The first option is unlikely the path the president-elect pursues due to the uncertain nature of litigation. At best, it would be subjecting important policy decisions to the judiciary’s opaque bureaucracy which may assign the case to judges unfriendly to the president-elect’s political agenda. At worst, it could be construed as an abdication of the responsibility of the executive to proactively set policy. While losing a few high-profile court cases presents an outsize political risk at any time during a President’s term, this is especially true in the first 100 days post-transition where scrutiny — from the media, from the opposition and from the public — is at an all-time high. Compounded further by a conservative majority Supreme Court and a federal bench deep with the outgoing president’s appointees (President Trump appointed over 25% of current federal appeals court positions), enlisting the help of the judiciary is likely off the table.

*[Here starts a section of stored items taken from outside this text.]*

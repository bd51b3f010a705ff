use chrono::{DateTime, Utc};
use serde::{Deserialize, Serialize};
use smol_str::SmolStr;

/// A community forum topic
#[derive(Serialize, Deserialize, Debug, Clone, PartialEq, Eq, bon::Builder)]
#[builder(start_fn = new)]
pub struct Topic {
    /// Server-assigned id
    pub id: i64,
    /// API URL of the topic
    #[serde(default, skip_serializing_if = "Option::is_none")]
    #[builder(into)]
    pub url: Option<SmolStr>,
    /// Public web URL of the topic
    #[serde(default, skip_serializing_if = "Option::is_none")]
    #[builder(into)]
    pub html_url: Option<SmolStr>,
    /// Topic title
    #[serde(default, skip_serializing_if = "Option::is_none")]
    #[builder(into)]
    pub name: Option<SmolStr>,
    /// Free-text description
    #[serde(default, skip_serializing_if = "Option::is_none")]
    #[builder(into)]
    pub description: Option<SmolStr>,
    /// Sort position among topics
    #[serde(default, skip_serializing_if = "Option::is_none")]
    pub position: Option<i64>,
    /// Number of users following the topic
    #[serde(default, skip_serializing_if = "Option::is_none")]
    pub follower_count: Option<i64>,
    /// Which users can manage the topic, e.g. `staff` or `managers`
    #[serde(default, skip_serializing_if = "Option::is_none")]
    #[builder(into)]
    pub manageable_by: Option<SmolStr>,
    /// Segment of users who can see the topic
    #[serde(default, skip_serializing_if = "Option::is_none")]
    pub user_segment_id: Option<i64>,
    /// When the record was created
    #[serde(default, skip_serializing_if = "Option::is_none")]
    pub created_at: Option<DateTime<Utc>>,
    /// When the record was last updated
    #[serde(default, skip_serializing_if = "Option::is_none")]
    pub updated_at: Option<DateTime<Utc>>,
}
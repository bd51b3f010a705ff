//! Minimal HTTP client abstraction shared across crates.

use std::fmt::Display;
use std::future::Future;
use std::sync::Arc;

/// HTTP client trait for sending raw HTTP requests.
///
/// This is the only capability the API layer needs from a transport. Anything
/// beyond a single request/response exchange (authentication refresh, retries,
/// rate limiting) belongs to the implementation, not to the callers.
#[cfg_attr(not(target_arch = "wasm32"), trait_variant::make(Send))]
pub trait HttpClient {
    /// Error type returned by the HTTP client
    type Error: std::error::Error + Display + Send + Sync + 'static;

    /// Send an HTTP request and return the response.
    fn send_http(
        &self,
        request: http::Request<Vec<u8>>,
    ) -> impl Future<Output = core::result::Result<http::Response<Vec<u8>>, Self::Error>>;
}

#[cfg(feature = "reqwest-client")]
impl HttpClient for reqwest::Client {
    type Error = reqwest::Error;

    async fn send_http(
        &self,
        request: http::Request<Vec<u8>>,
    ) -> core::result::Result<http::Response<Vec<u8>>, Self::Error> {
        let (parts, body) = request.into_parts();

        let mut req = self.request(parts.method, parts.uri.to_string()).body(body);

        for (name, value) in parts.headers.iter() {
            req = req.header(name.as_str(), value.as_bytes());
        }

        let resp = req.send().await?;

        let status = resp.status();
        let headers = resp.headers().clone();
        let body = resp.bytes().await?.to_vec();

        let mut response = http::Response::new(body);
        *response.status_mut() = status;
        *response.headers_mut() = headers;
        Ok(response)
    }
}

#[cfg(not(target_arch = "wasm32"))]
impl<T: HttpClient + Sync> HttpClient for Arc<T> {
    type Error = T::Error;

    fn send_http(
        &self,
        request: http::Request<Vec<u8>>,
    ) -> impl Future<Output = core::result::Result<http::Response<Vec<u8>>, Self::Error>> + Send
    {
        self.as_ref().send_http(request)
    }
}

#[cfg(target_arch = "wasm32")]
impl<T: HttpClient> HttpClient for Arc<T> {
    type Error = T::Error;

    fn send_http(
        &self,
        request: http::Request<Vec<u8>>,
    ) -> impl Future<Output = core::result::Result<http::Response<Vec<u8>>, Self::Error>> {
        self.as_ref().send_http(request)
    }
}
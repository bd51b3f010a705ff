use chrono::{DateTime, Utc};
use serde::{Deserialize, Serialize};
use smol_str::SmolStr;

/// An agent group
#[derive(Serialize, Deserialize, Debug, Clone, PartialEq, Eq, bon::Builder)]
#[builder(start_fn = new)]
pub struct Group {
    /// Server-assigned id
    pub id: i64,
    /// API URL of this record
    #[serde(default, skip_serializing_if = "Option::is_none")]
    #[builder(into)]
    pub url: Option<SmolStr>,
    /// Display name
    #[serde(default, skip_serializing_if = "Option::is_none")]
    #[builder(into)]
    pub name: Option<SmolStr>,
    /// Free-text description
    #[serde(default, skip_serializing_if = "Option::is_none")]
    #[builder(into)]
    pub description: Option<SmolStr>,
    /// Whether this is the account's default group
    #[serde(default, skip_serializing_if = "Option::is_none")]
    pub default: Option<bool>,
    /// Whether the group has been deleted
    #[serde(default, skip_serializing_if = "Option::is_none")]
    pub deleted: Option<bool>,
    /// Whether the group is visible to end users
    #[serde(default, skip_serializing_if = "Option::is_none")]
    pub is_public: Option<bool>,
    /// When the record was created
    #[serde(default, skip_serializing_if = "Option::is_none")]
    pub created_at: Option<DateTime<Utc>>,
    /// When the record was last updated
    #[serde(default, skip_serializing_if = "Option::is_none")]
    pub updated_at: Option<DateTime<Utc>>,
}
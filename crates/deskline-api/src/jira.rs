/// `POST /jira/links`
pub mod create_link;
/// `DELETE /jira/links/{id}`
pub mod delete_link;
/// `GET /jira/links/{id}`
pub mod get_link;

pub use create_link::{CreateLink, CreateLinkResponse};
pub use delete_link::{DeleteLink, DeleteLinkResponse};
pub use get_link::{GetLink, GetLinkResponse};

use chrono::{DateTime, Utc};
use deskline_common::error::DecodeError;
use serde::{Deserialize, Serialize};
use smol_str::SmolStr;

/// A link between a ticket and an issue-tracker issue.
///
/// Every field is optional so the same type works as create input (where the
/// server assigns `id`, `url` and the timestamps) and as server output.
#[derive(Serialize, Deserialize, Debug, Clone, Default, PartialEq, Eq, bon::Builder)]
#[builder(start_fn = new)]
pub struct Link {
    /// Link id, assigned by the server
    #[serde(default, skip_serializing_if = "Option::is_none")]
    pub id: Option<i64>,
    /// Numeric id of the issue in the issue tracker
    #[serde(default, skip_serializing_if = "Option::is_none")]
    pub issue_id: Option<i64>,
    /// Issue key, e.g. `PROJ-123`
    #[serde(default, skip_serializing_if = "Option::is_none")]
    #[builder(into)]
    pub issue_key: Option<SmolStr>,
    /// Ticket on the support side of the link
    #[serde(default, skip_serializing_if = "Option::is_none")]
    pub ticket_id: Option<i64>,
    /// API URL of this link
    #[serde(default, skip_serializing_if = "Option::is_none")]
    #[builder(into)]
    pub url: Option<SmolStr>,
    /// When the record was created
    #[serde(default, skip_serializing_if = "Option::is_none")]
    pub created_at: Option<DateTime<Utc>>,
    /// When the record was last updated
    #[serde(default, skip_serializing_if = "Option::is_none")]
    pub updated_at: Option<DateTime<Utc>>,
}

/// `{"link": {...}}`
#[derive(Deserialize)]
struct LinkEnvelope {
    link: Link,
}

fn decode_link(body: &[u8]) -> Result<Link, DecodeError> {
    let envelope: LinkEnvelope = serde_json::from_slice(body)?;
    Ok(envelope.link)
}

fn link_path(id: i64) -> String {
    format!("/jira/links/{id}")
}
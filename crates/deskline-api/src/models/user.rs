use chrono::{DateTime, Utc};
use serde::{Deserialize, Serialize};
use smol_str::SmolStr;

/// An end user, agent or admin
#[derive(Serialize, Deserialize, Debug, Clone, PartialEq, Eq, bon::Builder)]
#[builder(start_fn = new)]
pub struct User {
    /// Server-assigned id
    pub id: i64,
    /// API URL of this record
    #[serde(default, skip_serializing_if = "Option::is_none")]
    #[builder(into)]
    pub url: Option<SmolStr>,
    /// Display name
    #[serde(default, skip_serializing_if = "Option::is_none")]
    #[builder(into)]
    pub name: Option<SmolStr>,
    /// Primary email address
    #[serde(default, skip_serializing_if = "Option::is_none")]
    #[builder(into)]
    pub email: Option<SmolStr>,
    /// Primary phone number
    #[serde(default, skip_serializing_if = "Option::is_none")]
    #[builder(into)]
    pub phone: Option<SmolStr>,
    /// `end-user`, `agent` or `admin`
    #[serde(default, skip_serializing_if = "Option::is_none")]
    #[builder(into)]
    pub role: Option<SmolStr>,
    /// Locale, e.g. `en-US`
    #[serde(default, skip_serializing_if = "Option::is_none")]
    #[builder(into)]
    pub locale: Option<SmolStr>,
    /// Time zone name
    #[serde(default, skip_serializing_if = "Option::is_none")]
    #[builder(into)]
    pub time_zone: Option<SmolStr>,
    /// Organization the user belongs to
    #[serde(default, skip_serializing_if = "Option::is_none")]
    pub organization_id: Option<i64>,
    /// False once the user is deleted
    #[serde(default, skip_serializing_if = "Option::is_none")]
    pub active: Option<bool>,
    /// Whether an identity has been verified
    #[serde(default, skip_serializing_if = "Option::is_none")]
    pub verified: Option<bool>,
    /// Whether the user is suspended
    #[serde(default, skip_serializing_if = "Option::is_none")]
    pub suspended: Option<bool>,
    /// Whether the user is shared from a different account
    #[serde(default, skip_serializing_if = "Option::is_none")]
    pub shared: Option<bool>,
    /// Tags applied to this record
    #[serde(default, skip_serializing_if = "Vec::is_empty")]
    #[builder(default)]
    pub tags: Vec<SmolStr>,
    /// Internal notes
    #[serde(default, skip_serializing_if = "Option::is_none")]
    #[builder(into)]
    pub notes: Option<SmolStr>,
    /// Free-text details
    #[serde(default, skip_serializing_if = "Option::is_none")]
    #[builder(into)]
    pub details: Option<SmolStr>,
    /// Id in an external system
    #[serde(default, skip_serializing_if = "Option::is_none")]
    #[builder(into)]
    pub external_id: Option<SmolStr>,
    /// Last sign-in time
    #[serde(default, skip_serializing_if = "Option::is_none")]
    pub last_login_at: Option<DateTime<Utc>>,
    /// When the record was created
    #[serde(default, skip_serializing_if = "Option::is_none")]
    pub created_at: Option<DateTime<Utc>>,
    /// When the record was last updated
    #[serde(default, skip_serializing_if = "Option::is_none")]
    pub updated_at: Option<DateTime<Utc>>,
}
use deskline_common::error::{DecodeError, EncodeError};
use deskline_common::request::{ApiMethod, ApiRequest, ApiResp};
use serde::Serialize;

use super::Link;

/// `POST /jira/links`
///
/// Serializes as the `{"link": {...}}` body the endpoint expects.
#[derive(Serialize, Debug, Clone, PartialEq, Eq)]
pub struct CreateLink {
    /// The link to create
    pub link: Link,
}

impl From<Link> for CreateLink {
    fn from(link: Link) -> Self {
        Self { link }
    }
}

/// Response marker for [`CreateLink`]
pub struct CreateLinkResponse;

impl ApiResp for CreateLinkResponse {
    type Output = Link;

    fn decode_output(body: &[u8]) -> Result<Link, DecodeError> {
        super::decode_link(body)
    }
}

impl ApiRequest for CreateLink {
    const ENDPOINT: &'static str = "jira.links.create";
    const METHOD: ApiMethod = ApiMethod::Post("application/json");
    type Response = CreateLinkResponse;

    fn path(&self) -> String {
        "/jira/links".into()
    }

    fn encode_body(&self) -> Result<Vec<u8>, EncodeError> {
        Ok(serde_json::to_vec(self)?)
    }
}

#[cfg(test)]
mod tests {
    use super::*;

    #[test]
    fn body_wraps_link_and_skips_unset_fields() {
        let req = CreateLink::from(
            Link::new()
                .issue_id(10234)
                .issue_key("TEST-234")
                .ticket_id(2)
                .build(),
        );
        let body: serde_json::Value = serde_json::from_slice(&req.encode_body().unwrap()).unwrap();
        assert_eq!(
            body,
            serde_json::json!({"link": {"issue_id": 10234, "issue_key": "TEST-234", "ticket_id": 2}})
        );
    }
}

The second option is also likely not feasible for many of the same reasons. The legislative process is time-consuming and uncertain. With 535 voting members, lawmaking has even more moving parts than litigation. Although legislation often has more staying power than EOs, pursuing repeal of an EO by enlisting the help of Congress is fraught with peril. It could lead the incoming President on divergent policy paths, some tangentially related and some entirely unrelated, to the goal of overturning a predecessor’s EO, exhausting political capital with no guarantee of success. Compounded by the still open question of Senate majority control pending the Georgia run-off elections, it is unlikely that President-Elect Joe Biden would seek repeal of existing EOs pursuing this route.

This leaves Biden with one tenable avenue to repeal the inevitable flurry of EOs President Trump will issue on his way out of the White House: issuing his own EOs. The power of the EO cuts both ways. Since EOs are issued unilaterally they can also be revoked unilaterally: a fact that incoming executives of the opposition have often availed themselves (see e.g., Exec. Order No. 13206, 66 Fed. Reg. 18397 (2001), signed by President Bush revoking an EO restricting export controls on certain U.S. goods, technology and technical documents signed by President Clinton) and Exec. Order No. 13505, 74 Fed. Reg. 10667 (2009), signed by President Obama revoking an EO banning stem cell research signed by President Bush). With Inauguration Day fast approaching, the outgoing president will, as is tradition, increase the quantity of EOs signed. And on Jan. 20, incoming President Joe Biden will likely seek to repeal many by issuing his own EOs.

DISCLAIMER: Because of the generality of this update, the information provided herein may not be applicable in all situations and should not be acted upon without specific legal advice based on particular situations.